# DQN Atari Paper Upgrade using Rainbow
Here we will upgrade the DQN Atari paper using the Rainbow algorithm.
From the collection of improvements in the Rainbow algorithm, we will implement the following:
- Dueling Network Architecture
- Prioritized Experience Replay
- N-Step Returns
- Noisy Networks

In [57]:
# ! pip install gymnasium[atari,accept-rom-license] torch numpy opencv-python matplotlib

In [58]:
import gymnasium as gym
import numpy as np
import torch
import torch.nn as nn
import torch.nn.functional as F
from tqdm import tqdm

from copy import deepcopy

In [59]:
device = "cpu"
if torch.cuda.is_available():
    device = "cuda"
elif torch.backends.mps.is_available():
    device = "mps"

## Hyperparameters
As per the paper, we use certain hyperparameters that were tuned across various Atari games.

In [60]:
LEARNING_RATE = 0.0002
DISCOUNT_FACTOR = 0.99
REPLAY_MEMORY_SIZE = 150_000
MINI_BATCH_SIZE = 32
TARGET_UPDATE_FREQ = 1_200
FRAME_SKIP = 4
MIN_EPSILON = 0.1
MAX_EPSILON = 1.0
EPSILON_PHASE = 0.1
MAX_STEPS = 1_500_001
REPLAY_START_SIZE = 75_000
SAVE_FREQUENCY = 500_000

N_STEP = 3  # For N-Step Returns
ALPHA = 0.6  # Prioritization exponent
BETA_START = 0.4  # Initial value of beta for importance sampling
BETA_FRAMES = MAX_STEPS - REPLAY_START_SIZE  # Schedule for beta

RANDOM_SEED = 42
np.random.seed(RANDOM_SEED)
torch.manual_seed(RANDOM_SEED)

<torch._C.Generator at 0x13390b3b0>

## Prioritized Replay Buffer
The paper introduces Prioritized Replay Buffer to sample important transitions more frequently. We use a SumTree data structure to store priorities and sample transitions based on the priorities.

In [61]:
class PrioritizedReplayBuffer:
    def __init__(self, capacity, alpha, obs_shape):
        self.capacity = capacity
        self.alpha = alpha

        self.pos = 0
        self.size = 0

        # Pre-allocate memory for buffer components
        self.states = np.empty((capacity, *obs_shape), dtype=np.uint8)
        self.next_states = np.empty((capacity, *obs_shape), dtype=np.uint8)
        self.actions = np.empty((capacity,), dtype=np.int32)
        self.rewards = np.empty((capacity,), dtype=np.float32)
        self.dones = np.empty((capacity,), dtype=np.bool_)

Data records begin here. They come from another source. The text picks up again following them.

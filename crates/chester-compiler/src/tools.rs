//! External tool invocations
//!
//! Closure's `closurebuilder.py` and the JSDoc toolkit are run as blocking
//! child processes. Commands are built as argument vectors and spawned
//! directly, never through a shell, so configured paths reach the tools
//! exactly as given.

use crate::config::BuildConfig;
use chester_core::{ChesterError, ChesterResult, FileLists};
use std::fmt;
use std::path::PathBuf;
use std::process::Command;

/// A fully assembled external command
#[derive(Debug, Clone, PartialEq, Eq)]
pub struct ToolInvocation {
    /// Human-readable tool name used in logs and errors
    pub tool: &'static str,
    pub program: PathBuf,
    pub args: Vec<String>,
}

impl ToolInvocation {
    pub fn new<P: Into<PathBuf>>(tool: &'static str, program: P) -> Self {
        Self {
            tool,
            program: program.into(),
            args: Vec::new(),
        }
    }

    pub fn arg<S: Into<String>>(mut self, arg: S) -> Self {
        self.args.push(arg.into());
        self
    }

    pub fn args<I, S>(mut self, args: I) -> Self
    where
        I: IntoIterator<Item = S>,
        S: Into<String>,
    {
        self.args.extend(args.into_iter().map(Into::into));
        self
    }

    /// Values following each occurrence of a flag, e.g. the files after `-i`
    pub fn values_of(&self, flag: &str) -> Vec<&str> {
        self.args
            .windows(2)
            .filter(|pair| pair[0] == flag)
            .map(|pair| pair[1].as_str())
            .collect()
    }

    /// Build the process command, to be run from `work_dir`
    pub fn to_command(&self, work_dir: &std::path::Path) -> Command {
        let mut cmd = Command::new(&self.program);
        cmd.args(&self.args).current_dir(work_dir);
        cmd
    }
}

impl fmt::Display for ToolInvocation {
    fn fmt(&self, f: &mut fmt::Formatter<'_>) -> fmt::Result {
        write!(f, "{}", self.program.display())?;
        for arg in &self.args {
            write!(f, " {}", arg)?;
        }
        Ok(())
    }
}

/// Exit status of a finished tool
#[derive(Debug, Clone, Copy, PartialEq, Eq)]
pub struct ToolStatus {
    /// Exit code, or `None` if the process was killed by a signal
    pub code: Option<i32>,
}

impl ToolStatus {
    #[cfg(test)]
    pub fn success() -> Self {
        Self { code: Some(0) }
    }

    #[cfg(test)]
    pub fn failure(code: i32) -> Self {
        Self { code: Some(code) }
    }

    pub fn is_success(&self) -> bool {
        self.code == Some(0)
    }
}

/// Runs external tools to completion
pub trait ToolRunner {
    fn run(&mut self, invocation: &ToolInvocation) -> ChesterResult<ToolStatus>;
}

/// Spawns real child processes with inherited stdio
pub struct ProcessRunner {
    work_dir: PathBuf,
}

impl ProcessRunner {
    pub fn new<P: Into<PathBuf>>(work_dir: P) -> Self {
        Self {
            work_dir: work_dir.into(),
        }
    }
}

impl ToolRunner for ProcessRunner {
    fn run(&mut self, invocation: &ToolInvocation) -> ChesterResult<ToolStatus> {
        log::debug!("Executing {}: {}", invocation.tool, invocation);

        let status = invocation
            .to_command(&self.work_dir)
            .status()
            .map_err(|e| ChesterError::tool_launch(invocation.tool, e.to_string()))?;

        Ok(ToolStatus { code: status.code() })
    }
}

/// `closurebuilder.py` invocation producing `<output>/chester.js`.
///
/// The `-i` inputs follow the fixed source order for every mode.
pub fn compile_invocation(config: &BuildConfig) -> ToolInvocation {
    let library = config.library_root.display();

    ToolInvocation::new("closurebuilder", &config.python)
        .arg(format!("{}/closure/bin/build/closurebuilder.py", library))
        .arg("--root")
        .arg(library.to_string())
        .arg("--output_mode=compiled")
        .arg(format!("--output_file={}", config.output_file()))
        .arg(format!(
            "--compiler_jar={}/{}",
            config.compiler_root.display(),
            config.compiler_jar
        ))
        .arg("--root=chesterGL/")
        .arg(format!("--compiler_flags=--flagfile={}", config.mode.flag_file_name()))
        .args(FileLists::sources().iter().flat_map(|file| ["-i", *file]))
}

/// JSDoc toolkit invocation writing HTML into `<output>/docs`
pub fn docs_invocation(config: &BuildConfig) -> ToolInvocation {
    let jsdoc = config.jsdoc_root.display();

    ToolInvocation::new("jsdoc", &config.java)
        .arg("-jar")
        .arg(format!("{}/jsrun.jar", jsdoc))
        .arg(format!("{}/app/run.js", jsdoc))
        .args(["-w", "-version", "170", "-v", "-a"])
        .arg(format!("-t={}/templates/jsdoc", jsdoc))
        .args(FileLists::doc_sources())
        .arg(format!("-d={}", config.docs_dir()))
}

#[cfg(test)]
mod tests {
    use super::*;
    use crate::config::BuildMode;
    use chester_core::sources::SOURCES;

    #[test]
    fn test_compile_invocation_release() {
        let invocation = compile_invocation(&BuildConfig::default());

        assert_eq!(invocation.program, PathBuf::from("python"));
        assert_eq!(
            &invocation.args[..8],
            [
                "/Applications/closure-library/closure/bin/build/closurebuilder.py",
                "--root",
                "/Applications/closure-library",
                "--output_mode=compiled",
                "--output_file=./html/chester.js",
                "--compiler_jar=/Applications/closure-compiler/compiler.jar",
                "--root=chesterGL/",
                "--compiler_flags=--flagfile=release.flags",
            ]
        );
    }

    #[test]
    fn test_compile_invocation_has_one_input_per_source() {
        for mode in [BuildMode::Debug, BuildMode::Release] {
            let config = BuildConfig {
                mode,
                ..BuildConfig::default()
            };
            let invocation = compile_invocation(&config);

            assert_eq!(invocation.args.iter().filter(|a| *a == "-i").count(), 10);
            assert_eq!(invocation.values_of("-i"), SOURCES);
            assert!(invocation
                .args
                .contains(&format!("--compiler_flags=--flagfile={}.flags", mode)));
        }
    }

    #[test]
    fn test_compile_invocation_display() {
        let config = BuildConfig {
            python: PathBuf::from("/usr/bin/python2"),
            ..BuildConfig::default()
        };
        let line = compile_invocation(&config).to_string();

        assert!(line.starts_with("/usr/bin/python2 /Applications/closure-library/closure/bin/build/closurebuilder.py --root "));
        assert!(line.ends_with("-i chesterGL/labelBlock.js -i chesterGL/bmFontLabelBlock.js"));
    }

    #[test]
    fn test_docs_invocation() {
        let config = BuildConfig {
            mode: BuildMode::Debug,
            build_docs: true,
            ..BuildConfig::default()
        };
        let invocation = docs_invocation(&config);

        assert_eq!(invocation.program, PathBuf::from("java"));
        assert_eq!(
            &invocation.args[..9],
            [
                "-jar",
                "/Applications/jsdoc-toolkit/jsrun.jar",
                "/Applications/jsdoc-toolkit/app/run.js",
                "-w",
                "-version",
                "170",
                "-v",
                "-a",
                "-t=/Applications/jsdoc-toolkit/templates/jsdoc",
            ]
        );

        let files = &invocation.args[9..invocation.args.len() - 1];
        assert_eq!(files[0], "chesterGL/docs.js");
        assert_eq!(&files[1..], SOURCES);
        assert_eq!(invocation.args.last().unwrap(), "-d=./html/docs");
    }

    #[test]
    fn test_tool_status() {
        assert!(ToolStatus::success().is_success());
        assert!(!ToolStatus::failure(1).is_success());
        assert!(!ToolStatus { code: None }.is_success());
    }

    #[cfg(unix)]
    #[test]
    fn test_process_runner_reports_exit_code() {
        let dir = tempfile::TempDir::new().unwrap();
        let mut runner = ProcessRunner::new(dir.path());
        let invocation = ToolInvocation::new("sh", "sh").args(["-c", "exit 3"]);

        assert_eq!(runner.run(&invocation).unwrap(), ToolStatus::failure(3));
    }

    #[cfg(unix)]
    #[test]
    fn test_process_runner_missing_program() {
        let dir = tempfile::TempDir::new().unwrap();
        let mut runner = ProcessRunner::new(dir.path());
        let invocation = ToolInvocation::new("closurebuilder", "/nonexistent/bin/python");

        match runner.run(&invocation).unwrap_err() {
            ChesterError::ToolLaunch { tool, .. } => assert_eq!(tool, "closurebuilder"),
            other => panic!("unexpected error: {:?}", other),
        }
    }

    #[cfg(unix)]
    #[test]
    fn test_process_runner_uses_work_dir() {
        let dir = tempfile::TempDir::new().unwrap();
        let mut runner = ProcessRunner::new(dir.path());
        let invocation = ToolInvocation::new("sh", "sh").args(["-c", "pwd > cwd.txt"]);

        assert!(runner.run(&invocation).unwrap().is_success());

        let reported = std::fs::read_to_string(dir.path().join("cwd.txt")).unwrap();
        assert_eq!(
            std::fs::canonicalize(reported.trim()).unwrap(),
            std::fs::canonicalize(dir.path()).unwrap()
        );
    }
}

        self.priorities = np.zeros((capacity,), dtype=np.float32)
        self.max_priority = 1.0

    def add(self, error, state, next_state, action, reward, done):
        self.states[self.pos] = state
        self.next_states[self.pos] = next_state
        self.actions[self.pos] = action
        self.rewards[self.pos] = reward
        self.dones[self.pos] = done

        self.priorities[self.pos] = self.max_priority ** self.alpha

        self.pos = (self.pos + 1) % self.capacity
        self.size = min(self.size + 1, self.capacity)

    def sample(self, batch_size, beta):
        if self.size == self.capacity:
            prios = self.priorities
        else:
            prios = self.priorities[:self.size]

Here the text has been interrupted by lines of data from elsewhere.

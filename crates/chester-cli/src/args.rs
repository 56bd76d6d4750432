//! Command-line options and their layering over the build configuration

use chester_compiler::{BuildConfig, BuildMode};
use chester_core::ChesterResult;
use clap::{Args, Parser, ValueEnum};
use std::path::PathBuf;

#[derive(Parser, Debug)]
#[command(name = "chester-build")]
#[command(about = "Compiler for ChesterGL")]
#[command(version)]
#[command(long_about = "Fetches Closure externs, writes the compiler flag file and builds chester.js with closurebuilder, optionally generating JSDoc documentation")]
pub struct Cli {
    /// Enable verbose output
    #[arg(short, long, global = true)]
    pub verbose: bool,

    /// Enable quiet mode (suppress non-error output)
    #[arg(short, long, global = true, conflicts_with = "verbose")]
    pub quiet: bool,

    /// Set log level
    #[arg(long, global = true, value_enum)]
    pub log_level: Option<LogLevel>,

    /// TOML file providing defaults for any option not given here
    #[arg(long, value_name = "FILE")]
    pub config: Option<PathBuf>,

    #[command(flatten)]
    pub compile: CompileOptions,

    #[command(flatten)]
    pub dependencies: DependencyOptions,
}

#[derive(ValueEnum, Clone, Copy, Debug, PartialEq, Eq)]
pub enum LogLevel {
    Error,
    Warn,
    Info,
    Debug,
    Trace,
}

#[derive(ValueEnum, Clone, Copy, Debug, PartialEq, Eq)]
pub enum ModeArg {
    /// Pretty-printed output with ENABLE_DEBUG defined
    Debug,
    /// Advanced optimizations only
    Release,
}

impl From<ModeArg> for BuildMode {
    fn from(mode: ModeArg) -> Self {
        match mode {
            ModeArg::Debug => BuildMode::Debug,
            ModeArg::Release => BuildMode::Release,
        }
    }
}

#[derive(Args, Debug)]
#[command(next_help_heading = "Compile Options")]
pub struct CompileOptions {
    /// Set the flags for debug or release [default: release]
    #[arg(long, value_enum)]
    pub mode: Option<ModeArg>,

    /// Fetch externs (the default)
    #[arg(short = 'f', long, conflicts_with = "no_fetch")]
    pub fetch: bool,

    /// Use the externs already in the compiler directory
    #[arg(long)]
    pub no_fetch: bool,

    /// Build documents using JSDoc
    #[arg(long, conflicts_with = "no_docs")]
    pub docs: bool,

    /// Skip documentation even if the config file enables it
    #[arg(long)]
    pub no_docs: bool,

    /// Output directory [default: ./html]
    #[arg(short, long, value_name = "DIR")]
    pub output: Option<PathBuf>,

    /// Base URL externs are downloaded from
    #[arg(long, value_name = "URL")]
    pub externs_url: Option<String>,

    /// Directory the flag file is written to and tools are run from [default: .]
    #[arg(long, value_name = "DIR")]
    pub work_dir: Option<PathBuf>,
}

#[derive(Args, Debug)]
#[command(next_help_heading = "Dependency Options")]
pub struct DependencyOptions {
    /// Location of python executable [default: python]
    #[arg(long, value_name = "PATH")]
    pub python: Option<PathBuf>,

    /// Location of java [default: java]
    #[arg(long, value_name = "PATH")]
    pub java: Option<PathBuf>,

    /// Location of JSDoc root directory [default: /Applications/jsdoc-toolkit]
    #[arg(long, value_name = "DIR")]
    pub jsdoc: Option<PathBuf>,

    /// Path to closure compiler folder [default: /Applications/closure-compiler]
    #[arg(long, value_name = "DIR")]
    pub ccompiler: Option<PathBuf>,

    /// Path to closure library folder [default: /Applications/closure-library]
    #[arg(long, value_name = "DIR")]
    pub clib: Option<PathBuf>,

    /// Filename to closure compiler jar [default: compiler.jar]
    #[arg(long, value_name = "FILE")]
    pub cjar: Option<String>,
}

impl Cli {
    /// Log level filter selected by --quiet, --verbose or --log-level
    pub fn level_filter(&self) -> log::LevelFilter {
        if self.quiet {
            log::LevelFilter::Error
        } else if self.verbose {
            log::LevelFilter::Debug
        } else {
            match self.log_level {
                Some(LogLevel::Error) => log::LevelFilter::Error,
                Some(LogLevel::Warn) => log::LevelFilter::Warn,
                Some(LogLevel::Info) => log::LevelFilter::Info,
                Some(LogLevel::Debug) => log::LevelFilter::Debug,
                Some(LogLevel::Trace) => log::LevelFilter::Trace,
                None => log::LevelFilter::Info,
            }
        }
    }

    /// Build the configuration: defaults, then the config file, then every
    /// option given on the command line.
    pub fn build_config(&self) -> ChesterResult<BuildConfig> {
        let mut config = match &self.config {
            Some(path) => BuildConfig::from_file(path)?,
            None => BuildConfig::default(),
        };

        self.apply_to(&mut config);
        config.validate()?;
        Ok(config)
    }

    fn apply_to(&self, config: &mut BuildConfig) {
        let compile = &self.compile;
        let deps = &self.dependencies;

        if let Some(mode) = compile.mode {
            config.mode = mode.into();
        }
        if compile.fetch {
            config.fetch_externs = true;
        }
        if compile.no_fetch {
            config.fetch_externs = false;
        }
        if compile.docs {
            config.build_docs = true;
        }
        if compile.no_docs {
            config.build_docs = false;
        }

        override_with(&mut config.output_dir, &compile.output);
        override_with(&mut config.externs_url, &compile.externs_url);
        override_with(&mut config.work_dir, &compile.work_dir);
        override_with(&mut config.python, &deps.python);
        override_with(&mut config.java, &deps.java);
        override_with(&mut config.jsdoc_root, &deps.jsdoc);
        override_with(&mut config.compiler_root, &deps.ccompiler);
        override_with(&mut config.library_root, &deps.clib);
        override_with(&mut config.compiler_jar, &deps.cjar);
    }
}

fn override_with<T: Clone>(field: &mut T, value: &Option<T>) {
    if let Some(value) = value {
        *field = value.clone();
    }
}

        probs = prios / prios.sum()
        indices = np.random.choice(self.size, batch_size, p=probs)

        # Retrieve samples directly without using zip()
        states = self.states[indices]
        next_states = self.next_states[indices]
        actions = self.actions[indices]
        rewards = self.rewards[indices]
        dones = self.dones[indices]

        total = self.size
        weights = (total * probs[indices]) ** (-beta)
        weights /= weights.max()
        weights = weights.astype(np.float32)

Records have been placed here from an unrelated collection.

//! Fixed file lists compiled into every build
//!
//! Neither list is discovered at run time. The source order is handed to the
//! dependency-aware build tool as-is, which reorders internally.

/// Third-party extern stubs fetched into the compiler directory
pub const EXTERNS: [&str; 4] = [
    "jquery-1.7.js",
    "webkit_console.js",
    "google_analytics_api.js",
    "json.js",
];

/// Project sources, in the order they are passed to the compiler
pub const SOURCES: [&str; 10] = [
    "chesterGL/core.js",
    "chesterGL/block.js",
    "chesterGL/blockFrames.js",
    "chesterGL/blockGroup.js",
    "chesterGL/actions.js",
    "chesterGL/tmxBlock.js",
    "chesterGL/GPUParticleSystem.js",
    "chesterGL/primitivesBlock.js",
    "chesterGL/labelBlock.js",
    "chesterGL/bmFontLabelBlock.js",
];

/// Documentation entry file, placed ahead of the sources for JSDoc
pub const DOCS_ENTRY: &str = "chesterGL/docs.js";

/// Accessors over the fixed lists
pub struct FileLists;

impl FileLists {
    pub fn externs() -> &'static [&'static str] {
        &EXTERNS
    }

    pub fn sources() -> &'static [&'static str] {
        &SOURCES
    }

    /// Files handed to the documentation generator: the docs entry file
    /// followed by every source in compile order.
    pub fn doc_sources() -> Vec<&'static str> {
        std::iter::once(DOCS_ENTRY)
            .chain(SOURCES.iter().copied())
            .collect()
    }
}

#[cfg(test)]
mod tests {
    use super::*;

    #[test]
    fn test_doc_sources_prepend_entry() {
        let docs = FileLists::doc_sources();
        assert_eq!(docs.len(), SOURCES.len() + 1);
        assert_eq!(docs[0], "chesterGL/docs.js");
        assert_eq!(&docs[1..], FileLists::sources());
    }

    #[test]
    fn test_sources_are_project_relative() {
        assert!(FileLists::sources().iter().all(|s| s.starts_with("chesterGL/")));
        assert!(FileLists::externs().iter().all(|e| e.ends_with(".js")));
    }
}
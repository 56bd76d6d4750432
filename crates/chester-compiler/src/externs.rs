//! Extern stub downloads
//!
//! Each extern in the fixed list is fetched and written into the compiler
//! directory, replacing whatever was there. The first failure aborts the
//! whole fetch; nothing is retried or skipped.

use crate::config::BuildConfig;
use chester_core::{ChesterError, ChesterResult, FileLists};
use std::fs;
use std::io::Read;

/// Source of extern stub contents
pub trait ExternSource {
    /// Retrieve the full contents of the named extern
    fn fetch(&self, name: &str) -> ChesterResult<Vec<u8>>;

    /// Where the named extern comes from, for error reports
    fn location(&self, name: &str) -> String;
}

/// Downloads externs over HTTP with a blocking agent.
///
/// No timeout is configured, so an unresponsive server stalls the build.
pub struct HttpExternSource {
    base_url: String,
    agent: ureq::Agent,
}

impl HttpExternSource {
    pub fn new<S: Into<String>>(base_url: S) -> Self {
        Self {
            base_url: base_url.into(),
            agent: ureq::AgentBuilder::new().build(),
        }
    }

    /// Source pointed at the configured externs URL
    pub fn from_config(config: &BuildConfig) -> Self {
        Self::new(config.externs_url.clone())
    }

}

impl ExternSource for HttpExternSource {
    fn location(&self, name: &str) -> String {
        format!("{}/{}", self.base_url.trim_end_matches('/'), name)
    }

    fn fetch(&self, name: &str) -> ChesterResult<Vec<u8>> {
        let url = self.location(name);
        log::debug!("GET {}", url);

        let response = self
            .agent
            .get(&url)
            .call()
            .map_err(|e| ChesterError::fetch(name, url.as_str(), e.to_string()))?;

        let mut body = Vec::new();
        response
            .into_reader()
            .read_to_end(&mut body)
            .map_err(|e| ChesterError::fetch(name, url.as_str(), e.to_string()))?;

        Ok(body)
    }
}

/// Fetch every extern into `<compiler_root>/<name>`, relative to the
/// working directory the compiler will run in.
///
/// Prints a `Downloaded:` notice per file and returns the names fetched.
pub fn fetch_externs<S: ExternSource + ?Sized>(config: &BuildConfig, source: &S) -> ChesterResult<Vec<String>> {
    let mut fetched = Vec::new();

    for name in FileLists::externs() {
        let bytes = source.fetch(name)?;
        let target = config.resolve(&config.extern_path(name));

        fs::write(&target, &bytes).map_err(|e| {
            ChesterError::fetch(*name, source.location(name), format!("cannot write {:?}: {}", target, e))
        })?;

        log::debug!("Stored {} bytes at {:?}", bytes.len(), target);
        println!("Downloaded: {}", name);
        fetched.push(name.to_string());
    }

    Ok(fetched)
}
//! Command-line build tool for ChesterGL
//!
//! Replacement for the old Makefile: fetches externs, writes the Closure
//! Compiler flag file, compiles `chester.js` and optionally runs JSDoc.

use chester_compiler::BuildPipeline;
use chester_core::ChesterResult;
use clap::Parser;
use log::{debug, info};
use std::process::ExitCode;

mod args;
use args::Cli;

fn main() -> ExitCode {
    let cli = Cli::parse();

    init_logging(&cli);

    match run(&cli) {
        Ok(()) => ExitCode::SUCCESS,
        Err(e) => {
            eprintln!("error: {}", e);
            ExitCode::FAILURE
        }
    }
}

fn init_logging(cli: &Cli) {
    env_logger::Builder::from_default_env()
        .filter_level(cli.level_filter())
        .format_timestamp_secs()
        .init();
}

fn run(cli: &Cli) -> ChesterResult<()> {
    let config = cli.build_config()?;
    info!(
        "Building ChesterGL ({} mode) into {}",
        config.mode,
        config.output_dir.display()
    );

    let mut pipeline = BuildPipeline::new(config);
    let report = pipeline.run()?;

    debug!("Build report: {:?}", report);
    Ok(())
}
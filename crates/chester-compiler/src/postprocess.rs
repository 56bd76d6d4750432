//! Output post-processing

use crate::config::BuildConfig;
use chester_core::ChesterResult;
use std::fs::OpenOptions;
use std::io::Write;
use std::path::PathBuf;

/// Source map reference appended to debug bundles, without a trailing newline
pub const SOURCE_MAP_COMMENT: &str = "//@ sourceMappingURL=chester.js.map";

/// Append the source map comment to the compiled bundle, creating the file
/// if the compiler did not.
pub fn append_source_map_comment(config: &BuildConfig) -> ChesterResult<PathBuf> {
    let path = config.resolve(&config.output_file());

    let mut file = OpenOptions::new().create(true).append(true).open(&path)?;
    file.write_all(SOURCE_MAP_COMMENT.as_bytes())?;

    log::info!("Appended source map reference to {:?}", path);
    Ok(path)
}
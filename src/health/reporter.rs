//! Table rendering of health reports

use colored::Colorize;
use tabled::{
    builder::Builder,
    settings::{Alignment, Modify, Style, object::Rows},
};

use super::check::CheckStatus;
use super::runner::HealthCheckReport;

/// Renders the report as a table followed by a summary
pub fn format_report(report: &HealthCheckReport) -> String {
    let mut builder = Builder::default();
    builder.push_record(["Check", "Status", "Duration", "Summary"]);

    for (name, result) in &report.results {
        builder.push_record([
            name.to_string(),
            result.status.colored_label(),
            format!("{:.2?}", result.duration),
            result.summary.clone(),
        ]);
    }

    let mut table = builder.build();
    table
        .with(Style::rounded())
        .with(Modify::new(Rows::first()).with(Alignment::center()));

    let overall = match report.status() {
        CheckStatus::Pass => "Overall: HEALTHY".green().bold(),
        CheckStatus::Warn => "Overall: HEALTHY (with warnings)".yellow().bold(),
        CheckStatus::Fail => "Overall: UNHEALTHY".red().bold(),
    };

    format!(
        "{table}\n\n{}\n  Checks: {}  Passed: {}  Warned: {}  Failed: {}\n  {overall}\n",
        "Summary".bold().underline(),
        report.total(),
        report.count(CheckStatus::Pass),
        report.count(CheckStatus::Warn),
        report.count(CheckStatus::Fail),
    )
}

/// Prints the report and every check's details to stdout
pub fn print_report(report: &HealthCheckReport) {
    println!("{}", format_report(report));

    for (name, result) in &report.results {
        if result.details.is_empty() {
            continue;
        }
        println!("{}", format!("{name}:").bold());
        for line in &result.details {
            println!("  {line}");
        }
    }
}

        return states, next_states, actions, rewards, dones, indices, weights

    def update(self, idxs, errors):
        errors = np.abs(errors) + 1e-6
        self.max_priority = max(self.max_priority, errors.max())
        self.priorities[idxs] = errors ** self.alpha

## Noisy Linear Layers
The paper introduces Noisy Linear Layers to add noise to the weights of the linear layers. We use a NoisyLinear layer to add noise to the weights of the linear layers.

In [62]:
class NoisyLinear(nn.Module):
    def __init__(self, in_features, out_features, std_init=0.5):
        super(NoisyLinear, self).__init__()
        self.in_features = in_features
        self.out_features = out_features
        self.std_init = std_init

        self.weight_mu = nn.Parameter(torch.FloatTensor(out_features, in_features))
        self.weight_sigma = nn.Parameter(torch.FloatTensor(out_features, in_features))
        self.register_buffer(
            "weight_epsilon", torch.FloatTensor(out_features, in_features)
        )

        self.bias_mu = nn.Parameter(torch.FloatTensor(out_features))
        self.bias_sigma = nn.Parameter(torch.FloatTensor(out_features))
        self.register_buffer("bias_epsilon", torch.FloatTensor(out_features))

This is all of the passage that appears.